═════ Records supplied ═════

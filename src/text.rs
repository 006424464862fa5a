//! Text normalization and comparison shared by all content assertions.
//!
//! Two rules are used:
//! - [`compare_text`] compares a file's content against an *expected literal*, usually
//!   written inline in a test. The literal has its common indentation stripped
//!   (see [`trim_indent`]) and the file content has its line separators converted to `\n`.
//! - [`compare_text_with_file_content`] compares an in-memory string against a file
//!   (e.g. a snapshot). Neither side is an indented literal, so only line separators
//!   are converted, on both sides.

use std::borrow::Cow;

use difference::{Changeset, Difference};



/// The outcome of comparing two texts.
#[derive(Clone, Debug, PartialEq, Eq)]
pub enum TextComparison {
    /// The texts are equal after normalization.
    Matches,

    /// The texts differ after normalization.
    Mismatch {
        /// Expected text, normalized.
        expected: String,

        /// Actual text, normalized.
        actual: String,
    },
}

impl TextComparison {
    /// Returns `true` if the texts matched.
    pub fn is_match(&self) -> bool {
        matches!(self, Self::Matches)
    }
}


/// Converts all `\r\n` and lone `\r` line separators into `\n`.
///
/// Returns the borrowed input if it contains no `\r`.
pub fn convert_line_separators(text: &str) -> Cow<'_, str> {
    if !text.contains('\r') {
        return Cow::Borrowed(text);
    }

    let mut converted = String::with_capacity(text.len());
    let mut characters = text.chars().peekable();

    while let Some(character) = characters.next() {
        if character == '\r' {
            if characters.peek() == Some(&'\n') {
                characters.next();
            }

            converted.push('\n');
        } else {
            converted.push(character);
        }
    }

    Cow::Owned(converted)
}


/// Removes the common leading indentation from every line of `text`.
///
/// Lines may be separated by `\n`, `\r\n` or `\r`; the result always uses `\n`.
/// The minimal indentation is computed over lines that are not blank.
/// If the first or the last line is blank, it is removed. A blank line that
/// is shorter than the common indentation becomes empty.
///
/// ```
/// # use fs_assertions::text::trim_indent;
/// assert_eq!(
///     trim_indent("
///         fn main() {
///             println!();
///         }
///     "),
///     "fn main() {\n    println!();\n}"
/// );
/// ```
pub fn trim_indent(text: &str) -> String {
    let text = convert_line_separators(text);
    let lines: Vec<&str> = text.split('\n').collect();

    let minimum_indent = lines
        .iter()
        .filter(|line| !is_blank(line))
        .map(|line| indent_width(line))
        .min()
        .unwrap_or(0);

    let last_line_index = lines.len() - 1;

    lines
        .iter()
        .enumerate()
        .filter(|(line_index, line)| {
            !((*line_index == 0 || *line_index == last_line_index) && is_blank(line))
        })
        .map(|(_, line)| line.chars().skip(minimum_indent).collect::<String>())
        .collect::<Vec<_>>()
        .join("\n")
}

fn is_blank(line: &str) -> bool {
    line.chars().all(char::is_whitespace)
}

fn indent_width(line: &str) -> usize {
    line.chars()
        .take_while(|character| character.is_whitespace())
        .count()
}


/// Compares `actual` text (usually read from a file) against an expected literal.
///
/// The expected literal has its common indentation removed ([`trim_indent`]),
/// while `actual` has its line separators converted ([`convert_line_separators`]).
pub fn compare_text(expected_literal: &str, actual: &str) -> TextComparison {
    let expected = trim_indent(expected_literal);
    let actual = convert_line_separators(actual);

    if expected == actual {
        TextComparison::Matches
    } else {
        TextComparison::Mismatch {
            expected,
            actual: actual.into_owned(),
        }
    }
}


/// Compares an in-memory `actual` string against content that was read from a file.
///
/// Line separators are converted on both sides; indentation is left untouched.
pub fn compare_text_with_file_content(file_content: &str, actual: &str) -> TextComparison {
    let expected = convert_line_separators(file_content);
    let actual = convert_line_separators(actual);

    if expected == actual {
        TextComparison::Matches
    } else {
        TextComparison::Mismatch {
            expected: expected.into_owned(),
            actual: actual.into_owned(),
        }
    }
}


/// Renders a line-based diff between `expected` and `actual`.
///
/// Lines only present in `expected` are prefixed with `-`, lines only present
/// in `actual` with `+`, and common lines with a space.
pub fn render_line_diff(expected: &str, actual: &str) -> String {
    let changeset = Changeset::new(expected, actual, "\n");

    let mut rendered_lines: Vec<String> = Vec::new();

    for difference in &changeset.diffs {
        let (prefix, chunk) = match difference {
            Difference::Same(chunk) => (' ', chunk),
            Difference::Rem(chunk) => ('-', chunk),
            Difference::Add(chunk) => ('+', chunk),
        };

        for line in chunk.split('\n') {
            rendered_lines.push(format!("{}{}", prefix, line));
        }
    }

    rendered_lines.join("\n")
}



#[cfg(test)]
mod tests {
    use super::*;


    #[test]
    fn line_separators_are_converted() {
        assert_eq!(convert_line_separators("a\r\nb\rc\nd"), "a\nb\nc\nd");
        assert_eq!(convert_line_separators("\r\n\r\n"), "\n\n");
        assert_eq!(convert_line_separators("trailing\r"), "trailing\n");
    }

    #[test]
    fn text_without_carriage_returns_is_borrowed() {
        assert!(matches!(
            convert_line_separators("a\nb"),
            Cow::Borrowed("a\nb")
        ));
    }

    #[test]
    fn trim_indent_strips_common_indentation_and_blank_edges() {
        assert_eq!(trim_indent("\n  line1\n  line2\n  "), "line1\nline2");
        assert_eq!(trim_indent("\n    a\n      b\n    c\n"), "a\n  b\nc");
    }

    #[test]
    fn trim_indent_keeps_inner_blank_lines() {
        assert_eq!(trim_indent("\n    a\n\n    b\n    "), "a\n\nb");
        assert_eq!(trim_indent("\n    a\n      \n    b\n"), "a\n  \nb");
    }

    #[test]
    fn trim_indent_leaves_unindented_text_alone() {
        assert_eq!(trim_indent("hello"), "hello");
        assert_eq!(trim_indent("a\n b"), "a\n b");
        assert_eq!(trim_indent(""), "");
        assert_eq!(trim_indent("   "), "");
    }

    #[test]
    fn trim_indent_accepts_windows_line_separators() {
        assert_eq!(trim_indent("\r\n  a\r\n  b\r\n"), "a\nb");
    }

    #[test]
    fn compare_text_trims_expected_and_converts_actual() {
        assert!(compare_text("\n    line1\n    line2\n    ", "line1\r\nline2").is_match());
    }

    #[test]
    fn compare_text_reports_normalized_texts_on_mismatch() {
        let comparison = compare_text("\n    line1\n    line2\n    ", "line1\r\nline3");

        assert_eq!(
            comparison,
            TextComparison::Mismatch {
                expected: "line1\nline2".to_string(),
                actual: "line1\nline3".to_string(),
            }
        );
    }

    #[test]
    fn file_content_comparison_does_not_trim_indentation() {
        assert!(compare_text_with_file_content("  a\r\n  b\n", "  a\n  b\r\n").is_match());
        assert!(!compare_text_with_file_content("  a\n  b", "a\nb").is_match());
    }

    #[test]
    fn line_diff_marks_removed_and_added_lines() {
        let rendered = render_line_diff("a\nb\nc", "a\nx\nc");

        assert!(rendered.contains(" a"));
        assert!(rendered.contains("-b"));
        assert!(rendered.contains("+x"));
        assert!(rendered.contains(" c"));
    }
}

═════

_Exercise:_ Produce only the lines from the line containing "with a space." through the line containing "let (prefix, chunk)", inclusive of both, exactly as they stand in the entries above.

_Answer to this problem:_
/// in `actual` with `+`, and common lines with a space.
pub fn render_line_diff(expected: &str, actual: &str) -> String {
    let changeset = Changeset::new(expected, actual, "\n");

    let mut rendered_lines: Vec<String> = Vec::new();

    for difference in &changeset.diffs {
        let (prefix, chunk) = match difference {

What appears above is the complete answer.